Under other assignments, appellant contends, in effect, that under his agreement with appellee in reference to the purchase of the North Eighteenth street property, it was not necessary for him to tender the amount expended by appellee in the purchase of said property in order for him to recover the same. If the agreement between the parties had been, as contended by appellant, that appellee was to purchase said property at the trustee's sale and give appellant the privilege, within five years, of repurchasing it from him for the amount he had been out on it, and if this agreement had been in writing, and had been founded upon a sufficient consideration, still appellant could not recover the property unless he pleaded and proved a tender to appellee of said amount within five years, and was tendering said amount on the trial of said cause. Miller v. Yturria, 69 Tex. 549, 7 S.W. 206; Rotan Grocery Co. v. Turner,46 Tex. Civ. App. 534, 102 S.W. 932; Stringfellow v. Braselton,54 Tex. Civ. App. 1, 117 S.W. 204; Slowey v. McMurray, 27 Mo. 113, 72 Am.Dec. 251; Beck v. Blue, 42 Ala. 32, 94 Am.Dec. 630. In this case, appellee bought the property at trustee's sale in bankruptcy July 23, 1918, paid off mortgages on it amounting to something like $4,000, also taxes and other expenditures, amounting in the aggregate to $7,256.45. The case was tried more than five years after appellee's purchase, and appellant, without pleading or proving a tender to appellee of any part of his said expenditures, sought in his cross-bill to recover said *422 property, clear of all incumbrance, and basing his supposed right on an alleged oral option, wholly void under the statute of frauds, also void because there was no consideration for the same. Appellant showed no right in any view of the case to recover said property. Hoffman v. Buchanan, 57 Tex. Civ. App. 368, 123 S.W. 170; Mozoch v. Sugg (Tex.Com.App.) 254 S.W. 770; Stephens v. Reik (Tex.Civ.App.) 247 S.W. 627; Polk v. Kyser, 21 Tex. Civ. App. 676, 53 S.W. 87; 39 Cyc. 1899.

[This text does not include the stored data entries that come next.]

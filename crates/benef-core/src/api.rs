//! The `BeneficiaryApi` trait and supporting query types.
//!
//! The trait is implemented by the HTTP client (`benef-client`). The form and
//! list view-models depend on this abstraction, not on any concrete
//! transport, so they can be driven by an in-memory fake in tests.

use std::{future::Future, path::PathBuf, sync::Arc};

use chrono::NaiveDate;
use serde_json::{Map, Value};

use crate::{
  ApiError,
  beneficiary::{Beneficiary, BeneficiaryPage, HistoryEntry},
};

/// Page size used when the caller does not choose one.
pub const DEFAULT_PER_PAGE: u32 = 10;

// ─── Filters ─────────────────────────────────────────────────────────────────

/// Filter criteria of the list view, exactly as typed.
///
/// Values are kept raw so the filter inputs can show them back; only
/// [`ListFilters::to_query`] trims and drops the empty ones.
#[derive(Debug, Clone, Default, PartialEq, Eq)]
pub struct ListFilters {
  /// Name substring (`nome`).
  pub name:         String,
  /// CPF substring (`cpf`).
  pub cpf:          String,
  /// Exact status wire value (`situacao`).
  pub status:       String,
  /// Exact beneficiary type wire value (`tipo`).
  pub kind:         String,
  /// Registration number substring (`matricula`).
  pub registration: String,
  /// Plan name substring (`plano`).
  pub plan:         String,
}

/// Which filter input is being addressed.
#[derive(Debug, Clone, Copy, PartialEq, Eq)]
pub enum FilterKey {
  Name,
  Cpf,
  Status,
  Kind,
  Registration,
  Plan,
}

impl FilterKey {
  pub const ALL: [FilterKey; 6] = [
    Self::Name,
    Self::Cpf,
    Self::Status,
    Self::Kind,
    Self::Registration,
    Self::Plan,
  ];

  /// Query-string parameter name.
  pub fn param(self) -> &'static str {
    match self {
      Self::Name => "nome",
      Self::Cpf => "cpf",
      Self::Status => "situacao",
      Self::Kind => "tipo",
      Self::Registration => "matricula",
      Self::Plan => "plano",
    }
  }

  pub fn label(self) -> &'static str {
    match self {
      Self::Name => "Name",
      Self::Cpf => "CPF",
      Self::Status => "Status",
      Self::Kind => "Type",
      Self::Registration => "Registration",
      Self::Plan => "Plan",
    }
  }
}

impl ListFilters {
  pub fn get(&self, key: FilterKey) -> &str {
    match key {
      FilterKey::Name => &self.name,
      FilterKey::Cpf => &self.cpf,
      FilterKey::Status => &self.status,
      FilterKey::Kind => &self.kind,
      FilterKey::Registration => &self.registration,
      FilterKey::Plan => &self.plan,
    }
  }

  pub fn set(&mut self, key: FilterKey, value: impl Into<String>) {
    let slot = match key {
      FilterKey::Name => &mut self.name,
      FilterKey::Cpf => &mut self.cpf,
      FilterKey::Status => &mut self.status,
      FilterKey::Kind => &mut self.kind,
      FilterKey::Registration => &mut self.registration,
      FilterKey::Plan => &mut self.plan,
    };
    *slot = value.into();
  }

  /// Trimmed, non-empty filters as query parameters.
  pub fn to_query(&self) -> Vec<(&'static str, String)> {
    FilterKey::ALL
      .into_iter()
      .filter_map(|key| {
        let value = self.get(key).trim();
        (!value.is_empty()).then(|| (key.param(), value.to_owned()))
      })
      .collect()
  }
}

/// Parameters of `GET /beneficiarios`.
#[derive(Debug, Clone, PartialEq, Eq)]
pub struct ListQuery {
  pub filters:  Vec<(&'static str, String)>,
  pub page:     u32,
  pub per_page: u32,
}

impl ListQuery {
  /// Full query string parameters: `page`, `per_page`, then the filters.
  pub fn params(&self) -> Vec<(&'static str, String)> {
    let mut params = vec![
      ("page", self.page.to_string()),
      ("per_page", self.per_page.to_string()),
    ];
    params.extend(self.filters.iter().cloned());
    params
  }
}

// ─── Exports ─────────────────────────────────────────────────────────────────

#[derive(Debug, Clone, Copy, PartialEq, Eq)]
pub enum ExportFormat {
  Csv,
  Pdf,
}

impl ExportFormat {
  pub fn extension(self) -> &'static str {
    match self {
      Self::Csv => "csv",
      Self::Pdf => "pdf",
    }
  }

  pub fn label(self) -> &'static str {
    match self {
      Self::Csv => "CSV",
      Self::Pdf => "PDF",
    }
  }
}

/// Download file name for an export made on `date`.
pub fn export_file_name(format: ExportFormat, date: NaiveDate) -> String {
  format!(
    "beneficiarios_{}.{}",
    date.format("%Y-%m-%d"),
    format.extension()
  )
}

// ─── Trait ───────────────────────────────────────────────────────────────────

/// Abstraction over the beneficiary REST API.
///
/// All methods return `Send` futures so implementations can be driven from a
/// multi-threaded tokio runtime.
pub trait BeneficiaryApi: Send + Sync {
  /// `GET /beneficiarios?page=&per_page=&<filters>`
  fn list(
    &self,
    query: &ListQuery,
  ) -> impl Future<Output = Result<BeneficiaryPage, ApiError>> + Send;

  /// `GET /beneficiarios/{id}`
  fn get(&self, id: i64) -> impl Future<Output = Result<Beneficiary, ApiError>> + Send;

  /// `POST /beneficiarios`. Returns the stored record.
  fn create(
    &self,
    body: &Map<String, Value>,
  ) -> impl Future<Output = Result<Beneficiary, ApiError>> + Send;

  /// `PUT /beneficiarios/{id}`. Returns the stored record.
  fn update(
    &self,
    id: i64,
    body: &Map<String, Value>,
  ) -> impl Future<Output = Result<Beneficiary, ApiError>> + Send;

  /// `DELETE /beneficiarios/{id}`. Logical delete; 204 on success.
  fn delete(&self, id: i64) -> impl Future<Output = Result<(), ApiError>> + Send;

  /// `GET /beneficiarios/{id}/historico`
  fn history(
    &self,
    id: i64,
  ) -> impl Future<Output = Result<Vec<HistoryEntry>, ApiError>> + Send;

  /// `GET /beneficiarios/export/{csv,pdf}?<filters>`. Saves the payload as
  /// a dated download and returns where it was written.
  fn export(
    &self,
    format: ExportFormat,
    filters: &[(&'static str, String)],
  ) -> impl Future<Output = Result<PathBuf, ApiError>> + Send;

  /// Whether the server answers at all. Never fails; an unreachable server
  /// is `false`.
  fn ping(&self) -> impl Future<Output = bool> + Send;
}

/// Shared handles delegate to the inner implementation, so one client can
/// back both the list and the form.
impl<T: BeneficiaryApi> BeneficiaryApi for Arc<T> {
  fn list(
    &self,
    query: &ListQuery,
  ) -> impl Future<Output = Result<BeneficiaryPage, ApiError>> + Send {
    (**self).list(query)
  }

  fn get(&self, id: i64) -> impl Future<Output = Result<Beneficiary, ApiError>> + Send {
    (**self).get(id)
  }

  fn create(
    &self,
    body: &Map<String, Value>,
  ) -> impl Future<Output = Result<Beneficiary, ApiError>> + Send {
    (**self).create(body)
  }

  fn update(
    &self,
    id: i64,
    body: &Map<String, Value>,
  ) -> impl Future<Output = Result<Beneficiary, ApiError>> + Send {
    (**self).update(id, body)
  }

  fn delete(&self, id: i64) -> impl Future<Output = Result<(), ApiError>> + Send {
    (**self).delete(id)
  }

  fn history(
    &self,
    id: i64,
  ) -> impl Future<Output = Result<Vec<HistoryEntry>, ApiError>> + Send {
    (**self).history(id)
  }

  fn export(
    &self,
    format: ExportFormat,
    filters: &[(&'static str, String)],
  ) -> impl Future<Output = Result<PathBuf, ApiError>> + Send {
    (**self).export(format, filters)
  }

  fn ping(&self) -> impl Future<Output = bool> + Send { (**self).ping() }
}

Appellant also contends that he was entitled to recover the items of $1,260, $2,500, and $3,520, or that these items should have been credited by the trial court on the $7,256.45 expended by appellee in the purchase of the property in controversy. The item of $1,260 was rent collected on the brick building situated on the North Eighteenth street property, and under a written agreement introduced in evidence, was to be awarded to whoever recovered the North Eighteenth street property, and the recovery of said property by appellee settled his right to recover said item. The two items of $2,500 and $3,520 the jury found to be the value of a stock of groceries and fixtures situated in buildings on South Eleventh street. The record discloses that appellant owed the Provident National Bank considerably more than the totals of these two items, and so appellant would not have been entitled to recover these items against the bank, if it had been a party to this suit. But it is clear from the record that if appellant was entitled to recover said items against anybody, his right to such recovery was against the Provident National Bank, and not against appellee, and said bank was not a party to this suit.

We have carefully considered all of appellant's assignments, and finding no reversible error, we overrule all of same and hereby affirm the judgment of the trial court.